→ PROBLEM DESCRIPTION:
Only lines holding the string "integer" are wanted; copy each one from the material.

[Start of section]

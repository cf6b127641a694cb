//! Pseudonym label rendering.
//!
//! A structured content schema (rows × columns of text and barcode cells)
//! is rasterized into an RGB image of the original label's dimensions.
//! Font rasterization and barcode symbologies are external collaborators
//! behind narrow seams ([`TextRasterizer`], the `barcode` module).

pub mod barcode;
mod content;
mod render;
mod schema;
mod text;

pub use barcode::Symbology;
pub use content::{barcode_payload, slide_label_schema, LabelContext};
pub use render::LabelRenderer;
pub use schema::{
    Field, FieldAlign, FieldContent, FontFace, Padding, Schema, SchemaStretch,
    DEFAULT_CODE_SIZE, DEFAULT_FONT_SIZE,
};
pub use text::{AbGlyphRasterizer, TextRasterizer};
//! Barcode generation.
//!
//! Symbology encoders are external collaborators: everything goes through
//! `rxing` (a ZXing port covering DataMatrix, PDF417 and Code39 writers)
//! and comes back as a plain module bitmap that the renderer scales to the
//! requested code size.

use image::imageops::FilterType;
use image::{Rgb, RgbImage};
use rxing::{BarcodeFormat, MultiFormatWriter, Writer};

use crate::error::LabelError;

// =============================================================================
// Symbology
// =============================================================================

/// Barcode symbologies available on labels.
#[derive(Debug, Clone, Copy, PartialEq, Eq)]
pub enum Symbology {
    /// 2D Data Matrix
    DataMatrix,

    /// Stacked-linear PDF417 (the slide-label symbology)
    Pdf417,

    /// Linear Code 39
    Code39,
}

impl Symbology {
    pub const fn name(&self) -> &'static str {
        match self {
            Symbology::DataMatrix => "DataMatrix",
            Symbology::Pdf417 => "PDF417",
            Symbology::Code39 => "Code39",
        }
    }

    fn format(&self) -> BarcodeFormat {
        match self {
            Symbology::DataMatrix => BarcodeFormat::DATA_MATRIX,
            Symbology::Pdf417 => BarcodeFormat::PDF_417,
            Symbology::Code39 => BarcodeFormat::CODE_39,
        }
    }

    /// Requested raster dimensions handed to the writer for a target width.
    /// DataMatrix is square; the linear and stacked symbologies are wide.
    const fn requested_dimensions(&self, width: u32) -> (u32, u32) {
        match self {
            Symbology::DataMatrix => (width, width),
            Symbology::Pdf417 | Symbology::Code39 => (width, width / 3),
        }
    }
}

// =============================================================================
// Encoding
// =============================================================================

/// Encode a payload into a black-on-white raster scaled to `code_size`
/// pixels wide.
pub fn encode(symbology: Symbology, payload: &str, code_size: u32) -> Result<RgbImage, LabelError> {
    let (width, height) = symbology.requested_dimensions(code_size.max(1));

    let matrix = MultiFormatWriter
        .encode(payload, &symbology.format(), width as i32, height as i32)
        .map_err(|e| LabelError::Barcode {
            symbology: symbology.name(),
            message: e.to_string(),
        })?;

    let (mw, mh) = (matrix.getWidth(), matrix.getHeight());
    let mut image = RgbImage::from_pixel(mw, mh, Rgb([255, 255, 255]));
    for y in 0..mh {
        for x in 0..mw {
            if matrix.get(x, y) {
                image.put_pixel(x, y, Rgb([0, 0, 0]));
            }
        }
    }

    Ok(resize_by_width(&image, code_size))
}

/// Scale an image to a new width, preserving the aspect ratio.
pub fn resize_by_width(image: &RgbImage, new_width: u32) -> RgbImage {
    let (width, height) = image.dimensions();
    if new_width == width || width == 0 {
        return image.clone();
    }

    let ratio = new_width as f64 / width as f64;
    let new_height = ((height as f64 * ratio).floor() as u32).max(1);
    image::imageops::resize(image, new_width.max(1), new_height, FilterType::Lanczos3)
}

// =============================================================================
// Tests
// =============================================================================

[End of section]
[Start of section]

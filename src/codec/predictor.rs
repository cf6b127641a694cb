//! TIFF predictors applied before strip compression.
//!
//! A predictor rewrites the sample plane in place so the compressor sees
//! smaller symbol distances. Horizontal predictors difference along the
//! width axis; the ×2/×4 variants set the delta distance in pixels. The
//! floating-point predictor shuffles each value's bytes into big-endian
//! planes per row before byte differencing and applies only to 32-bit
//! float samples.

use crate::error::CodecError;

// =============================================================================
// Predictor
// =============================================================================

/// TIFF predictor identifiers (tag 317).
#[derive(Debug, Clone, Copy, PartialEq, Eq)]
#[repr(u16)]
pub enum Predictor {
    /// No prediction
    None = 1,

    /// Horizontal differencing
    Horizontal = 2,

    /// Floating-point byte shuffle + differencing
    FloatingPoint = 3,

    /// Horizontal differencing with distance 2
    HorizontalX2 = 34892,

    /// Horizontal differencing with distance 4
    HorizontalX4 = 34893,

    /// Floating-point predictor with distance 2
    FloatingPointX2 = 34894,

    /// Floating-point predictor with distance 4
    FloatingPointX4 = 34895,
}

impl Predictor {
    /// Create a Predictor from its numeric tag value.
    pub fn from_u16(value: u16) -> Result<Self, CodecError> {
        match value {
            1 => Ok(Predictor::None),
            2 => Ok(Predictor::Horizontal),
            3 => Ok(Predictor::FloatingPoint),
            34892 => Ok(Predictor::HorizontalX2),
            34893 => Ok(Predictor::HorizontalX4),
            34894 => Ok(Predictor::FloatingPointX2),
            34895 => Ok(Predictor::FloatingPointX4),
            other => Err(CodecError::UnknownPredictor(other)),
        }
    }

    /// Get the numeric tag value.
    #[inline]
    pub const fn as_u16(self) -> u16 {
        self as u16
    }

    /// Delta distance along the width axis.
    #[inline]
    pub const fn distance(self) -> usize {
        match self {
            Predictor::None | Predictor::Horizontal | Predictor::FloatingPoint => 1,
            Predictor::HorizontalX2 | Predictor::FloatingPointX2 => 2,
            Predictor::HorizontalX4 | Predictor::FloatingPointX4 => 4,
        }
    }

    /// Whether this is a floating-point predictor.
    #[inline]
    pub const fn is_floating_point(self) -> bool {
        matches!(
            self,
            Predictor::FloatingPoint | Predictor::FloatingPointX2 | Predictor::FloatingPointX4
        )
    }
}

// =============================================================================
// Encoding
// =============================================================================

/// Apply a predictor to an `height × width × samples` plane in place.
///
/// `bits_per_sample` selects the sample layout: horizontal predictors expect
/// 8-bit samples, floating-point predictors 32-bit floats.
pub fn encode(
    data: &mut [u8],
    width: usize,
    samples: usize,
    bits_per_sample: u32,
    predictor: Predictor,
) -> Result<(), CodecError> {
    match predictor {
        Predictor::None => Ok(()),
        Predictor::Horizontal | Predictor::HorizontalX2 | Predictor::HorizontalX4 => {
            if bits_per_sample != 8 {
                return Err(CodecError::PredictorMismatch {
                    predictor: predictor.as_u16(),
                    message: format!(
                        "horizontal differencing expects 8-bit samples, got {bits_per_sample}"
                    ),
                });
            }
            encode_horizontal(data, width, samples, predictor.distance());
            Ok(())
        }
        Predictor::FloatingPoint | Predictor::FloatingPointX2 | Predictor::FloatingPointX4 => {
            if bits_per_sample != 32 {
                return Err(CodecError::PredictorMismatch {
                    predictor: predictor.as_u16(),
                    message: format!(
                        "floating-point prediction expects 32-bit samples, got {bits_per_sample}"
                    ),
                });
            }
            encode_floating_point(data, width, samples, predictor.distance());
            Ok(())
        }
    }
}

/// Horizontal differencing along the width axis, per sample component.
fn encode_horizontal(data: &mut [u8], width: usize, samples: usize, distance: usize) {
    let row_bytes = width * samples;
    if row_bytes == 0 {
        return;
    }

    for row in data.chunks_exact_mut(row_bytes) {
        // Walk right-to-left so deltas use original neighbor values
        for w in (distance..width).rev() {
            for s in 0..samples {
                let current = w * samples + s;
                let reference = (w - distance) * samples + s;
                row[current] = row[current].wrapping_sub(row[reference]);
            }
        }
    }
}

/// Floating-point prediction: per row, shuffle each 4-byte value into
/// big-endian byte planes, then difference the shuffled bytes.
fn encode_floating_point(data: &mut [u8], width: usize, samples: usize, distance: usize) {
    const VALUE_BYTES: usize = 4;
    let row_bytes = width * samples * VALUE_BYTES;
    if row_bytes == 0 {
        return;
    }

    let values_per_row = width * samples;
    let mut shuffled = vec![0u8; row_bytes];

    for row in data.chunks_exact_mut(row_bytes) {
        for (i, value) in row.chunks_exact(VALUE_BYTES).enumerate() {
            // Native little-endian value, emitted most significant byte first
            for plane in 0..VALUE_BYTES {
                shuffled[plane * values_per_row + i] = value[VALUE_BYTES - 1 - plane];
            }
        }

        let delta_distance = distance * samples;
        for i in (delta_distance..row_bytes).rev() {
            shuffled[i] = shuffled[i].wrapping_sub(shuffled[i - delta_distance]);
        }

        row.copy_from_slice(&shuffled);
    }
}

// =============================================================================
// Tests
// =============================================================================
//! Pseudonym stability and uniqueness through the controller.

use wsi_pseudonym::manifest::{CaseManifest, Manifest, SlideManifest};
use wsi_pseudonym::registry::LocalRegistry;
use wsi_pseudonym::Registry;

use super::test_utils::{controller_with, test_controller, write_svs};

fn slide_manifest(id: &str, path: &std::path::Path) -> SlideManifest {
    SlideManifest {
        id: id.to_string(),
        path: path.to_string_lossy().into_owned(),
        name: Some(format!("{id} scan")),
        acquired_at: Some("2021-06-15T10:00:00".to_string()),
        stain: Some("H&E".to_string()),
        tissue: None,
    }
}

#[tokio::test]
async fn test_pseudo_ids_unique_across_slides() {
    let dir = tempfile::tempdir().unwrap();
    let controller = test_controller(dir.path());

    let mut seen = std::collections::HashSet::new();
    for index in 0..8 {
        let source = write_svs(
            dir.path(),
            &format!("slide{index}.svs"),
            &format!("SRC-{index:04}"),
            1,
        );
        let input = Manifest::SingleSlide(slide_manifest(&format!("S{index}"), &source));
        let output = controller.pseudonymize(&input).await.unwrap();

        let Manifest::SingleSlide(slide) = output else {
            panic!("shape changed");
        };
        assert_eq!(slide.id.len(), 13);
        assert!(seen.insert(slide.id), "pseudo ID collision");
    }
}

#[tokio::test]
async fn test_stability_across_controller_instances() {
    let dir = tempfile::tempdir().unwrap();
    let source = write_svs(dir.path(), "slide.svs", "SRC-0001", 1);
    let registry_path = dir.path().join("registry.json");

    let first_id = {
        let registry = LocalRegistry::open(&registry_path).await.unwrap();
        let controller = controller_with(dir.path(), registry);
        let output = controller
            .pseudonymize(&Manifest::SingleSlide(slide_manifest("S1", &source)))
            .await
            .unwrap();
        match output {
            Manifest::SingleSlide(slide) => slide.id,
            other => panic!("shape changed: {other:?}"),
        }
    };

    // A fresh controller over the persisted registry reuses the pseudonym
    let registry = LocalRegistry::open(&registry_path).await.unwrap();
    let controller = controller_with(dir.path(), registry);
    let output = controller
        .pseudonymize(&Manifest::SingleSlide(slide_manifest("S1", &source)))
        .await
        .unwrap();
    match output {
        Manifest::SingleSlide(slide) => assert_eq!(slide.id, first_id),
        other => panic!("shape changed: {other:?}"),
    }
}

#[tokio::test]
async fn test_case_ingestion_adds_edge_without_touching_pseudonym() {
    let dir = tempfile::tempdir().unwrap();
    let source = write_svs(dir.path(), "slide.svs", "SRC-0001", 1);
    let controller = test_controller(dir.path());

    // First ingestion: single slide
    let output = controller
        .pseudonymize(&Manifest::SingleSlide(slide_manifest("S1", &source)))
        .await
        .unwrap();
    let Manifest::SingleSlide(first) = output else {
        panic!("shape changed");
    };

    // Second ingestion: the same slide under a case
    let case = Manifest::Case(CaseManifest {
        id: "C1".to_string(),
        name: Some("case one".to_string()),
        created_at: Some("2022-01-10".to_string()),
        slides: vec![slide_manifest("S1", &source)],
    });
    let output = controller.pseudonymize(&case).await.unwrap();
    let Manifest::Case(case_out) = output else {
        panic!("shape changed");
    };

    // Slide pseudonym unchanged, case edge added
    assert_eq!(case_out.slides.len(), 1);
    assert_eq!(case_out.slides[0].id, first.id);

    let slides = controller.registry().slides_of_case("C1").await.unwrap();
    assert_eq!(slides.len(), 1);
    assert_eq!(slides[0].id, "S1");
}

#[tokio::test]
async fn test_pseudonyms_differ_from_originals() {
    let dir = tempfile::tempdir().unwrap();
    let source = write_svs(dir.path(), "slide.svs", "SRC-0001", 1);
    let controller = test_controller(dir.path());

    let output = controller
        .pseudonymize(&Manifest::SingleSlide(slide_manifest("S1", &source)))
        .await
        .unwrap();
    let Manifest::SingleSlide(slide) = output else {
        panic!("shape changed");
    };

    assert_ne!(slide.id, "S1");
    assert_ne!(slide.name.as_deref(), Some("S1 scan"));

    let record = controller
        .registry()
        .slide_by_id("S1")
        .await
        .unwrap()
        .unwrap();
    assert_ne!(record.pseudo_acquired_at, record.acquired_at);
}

[End of section]
[Start of section]

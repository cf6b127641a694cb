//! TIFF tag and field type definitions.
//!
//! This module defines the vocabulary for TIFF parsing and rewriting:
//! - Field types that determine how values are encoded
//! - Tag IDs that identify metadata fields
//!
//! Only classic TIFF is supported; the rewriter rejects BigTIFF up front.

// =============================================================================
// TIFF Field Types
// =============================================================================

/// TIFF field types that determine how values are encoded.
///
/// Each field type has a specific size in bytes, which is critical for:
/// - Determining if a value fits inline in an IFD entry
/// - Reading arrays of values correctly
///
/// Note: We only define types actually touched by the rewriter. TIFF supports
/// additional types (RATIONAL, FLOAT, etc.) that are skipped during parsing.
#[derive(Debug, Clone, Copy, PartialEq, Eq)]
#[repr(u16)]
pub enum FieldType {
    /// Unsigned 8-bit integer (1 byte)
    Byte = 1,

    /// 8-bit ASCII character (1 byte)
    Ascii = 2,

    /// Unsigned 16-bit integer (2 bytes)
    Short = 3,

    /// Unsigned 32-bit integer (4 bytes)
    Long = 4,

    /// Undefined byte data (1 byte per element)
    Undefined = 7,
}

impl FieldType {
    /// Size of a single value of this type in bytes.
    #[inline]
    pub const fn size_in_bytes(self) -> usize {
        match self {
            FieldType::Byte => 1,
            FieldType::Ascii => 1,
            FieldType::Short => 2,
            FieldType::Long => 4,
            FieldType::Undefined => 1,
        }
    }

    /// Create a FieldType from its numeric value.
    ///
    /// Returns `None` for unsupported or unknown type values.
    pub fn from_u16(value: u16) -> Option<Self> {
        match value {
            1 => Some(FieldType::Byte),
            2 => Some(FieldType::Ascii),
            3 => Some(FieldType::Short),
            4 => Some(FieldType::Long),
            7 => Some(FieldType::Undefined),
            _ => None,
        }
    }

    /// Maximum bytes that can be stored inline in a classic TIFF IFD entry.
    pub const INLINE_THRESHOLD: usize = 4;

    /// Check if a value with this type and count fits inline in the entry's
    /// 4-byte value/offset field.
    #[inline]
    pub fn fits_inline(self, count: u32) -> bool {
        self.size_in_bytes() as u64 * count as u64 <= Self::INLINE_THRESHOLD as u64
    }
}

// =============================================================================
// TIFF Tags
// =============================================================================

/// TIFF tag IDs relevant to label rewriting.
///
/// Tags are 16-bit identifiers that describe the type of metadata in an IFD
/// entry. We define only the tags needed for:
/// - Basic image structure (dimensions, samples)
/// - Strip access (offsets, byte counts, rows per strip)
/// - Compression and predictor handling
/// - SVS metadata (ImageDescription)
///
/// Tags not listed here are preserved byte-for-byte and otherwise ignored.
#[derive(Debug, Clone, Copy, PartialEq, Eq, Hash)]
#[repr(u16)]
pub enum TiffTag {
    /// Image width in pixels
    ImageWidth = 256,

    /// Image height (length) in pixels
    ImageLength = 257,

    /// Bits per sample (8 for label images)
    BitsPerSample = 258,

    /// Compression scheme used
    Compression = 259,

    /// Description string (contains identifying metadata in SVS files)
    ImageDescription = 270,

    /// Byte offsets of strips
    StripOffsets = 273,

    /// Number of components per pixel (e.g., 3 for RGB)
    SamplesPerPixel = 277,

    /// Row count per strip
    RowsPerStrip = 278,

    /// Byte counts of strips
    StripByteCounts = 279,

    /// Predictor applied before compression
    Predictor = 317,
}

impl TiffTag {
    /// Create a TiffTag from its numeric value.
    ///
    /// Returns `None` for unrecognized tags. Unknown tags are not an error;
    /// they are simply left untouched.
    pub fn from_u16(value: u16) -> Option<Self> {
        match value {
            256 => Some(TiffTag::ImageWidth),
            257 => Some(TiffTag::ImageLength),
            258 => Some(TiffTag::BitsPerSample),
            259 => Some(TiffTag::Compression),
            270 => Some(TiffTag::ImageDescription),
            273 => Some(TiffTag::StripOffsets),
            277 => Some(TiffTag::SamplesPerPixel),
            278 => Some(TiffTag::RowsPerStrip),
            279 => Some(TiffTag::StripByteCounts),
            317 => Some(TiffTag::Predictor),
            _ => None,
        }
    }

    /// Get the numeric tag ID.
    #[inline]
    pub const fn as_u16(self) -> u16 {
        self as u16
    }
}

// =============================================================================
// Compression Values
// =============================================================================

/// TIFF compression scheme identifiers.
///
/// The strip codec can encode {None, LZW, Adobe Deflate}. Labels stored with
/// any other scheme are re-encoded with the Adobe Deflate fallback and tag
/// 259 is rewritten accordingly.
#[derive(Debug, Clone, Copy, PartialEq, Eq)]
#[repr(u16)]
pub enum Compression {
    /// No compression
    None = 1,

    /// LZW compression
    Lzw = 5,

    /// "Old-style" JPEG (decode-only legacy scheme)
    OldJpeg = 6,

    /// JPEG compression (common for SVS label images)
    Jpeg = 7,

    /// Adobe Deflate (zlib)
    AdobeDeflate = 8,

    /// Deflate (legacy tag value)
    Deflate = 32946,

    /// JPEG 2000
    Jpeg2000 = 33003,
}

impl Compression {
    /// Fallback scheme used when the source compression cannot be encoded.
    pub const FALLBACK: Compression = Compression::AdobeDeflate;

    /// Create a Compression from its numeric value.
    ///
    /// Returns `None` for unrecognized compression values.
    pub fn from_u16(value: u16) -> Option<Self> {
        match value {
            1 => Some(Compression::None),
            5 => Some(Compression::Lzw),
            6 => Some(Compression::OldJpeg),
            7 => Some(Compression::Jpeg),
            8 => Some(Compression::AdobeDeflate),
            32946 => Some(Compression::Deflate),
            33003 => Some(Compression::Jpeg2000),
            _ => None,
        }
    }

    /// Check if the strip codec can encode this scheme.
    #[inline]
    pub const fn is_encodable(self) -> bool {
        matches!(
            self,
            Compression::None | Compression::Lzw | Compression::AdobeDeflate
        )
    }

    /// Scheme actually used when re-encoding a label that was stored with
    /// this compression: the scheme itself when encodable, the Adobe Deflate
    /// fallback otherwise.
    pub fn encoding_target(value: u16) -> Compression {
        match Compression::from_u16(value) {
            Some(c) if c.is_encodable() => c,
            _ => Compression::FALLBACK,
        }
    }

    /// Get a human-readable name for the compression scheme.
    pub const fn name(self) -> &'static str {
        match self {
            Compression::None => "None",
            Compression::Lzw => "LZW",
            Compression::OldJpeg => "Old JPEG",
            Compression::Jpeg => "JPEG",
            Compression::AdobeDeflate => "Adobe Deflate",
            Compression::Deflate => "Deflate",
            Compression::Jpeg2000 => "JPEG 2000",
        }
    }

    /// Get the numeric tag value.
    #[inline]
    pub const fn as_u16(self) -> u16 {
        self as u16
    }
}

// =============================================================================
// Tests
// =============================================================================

[End of section]

→ COMPLETED TASK:
    /// Unsigned 8-bit integer (1 byte)
    /// Unsigned 16-bit integer (2 bytes)
    /// Unsigned 32-bit integer (4 bytes)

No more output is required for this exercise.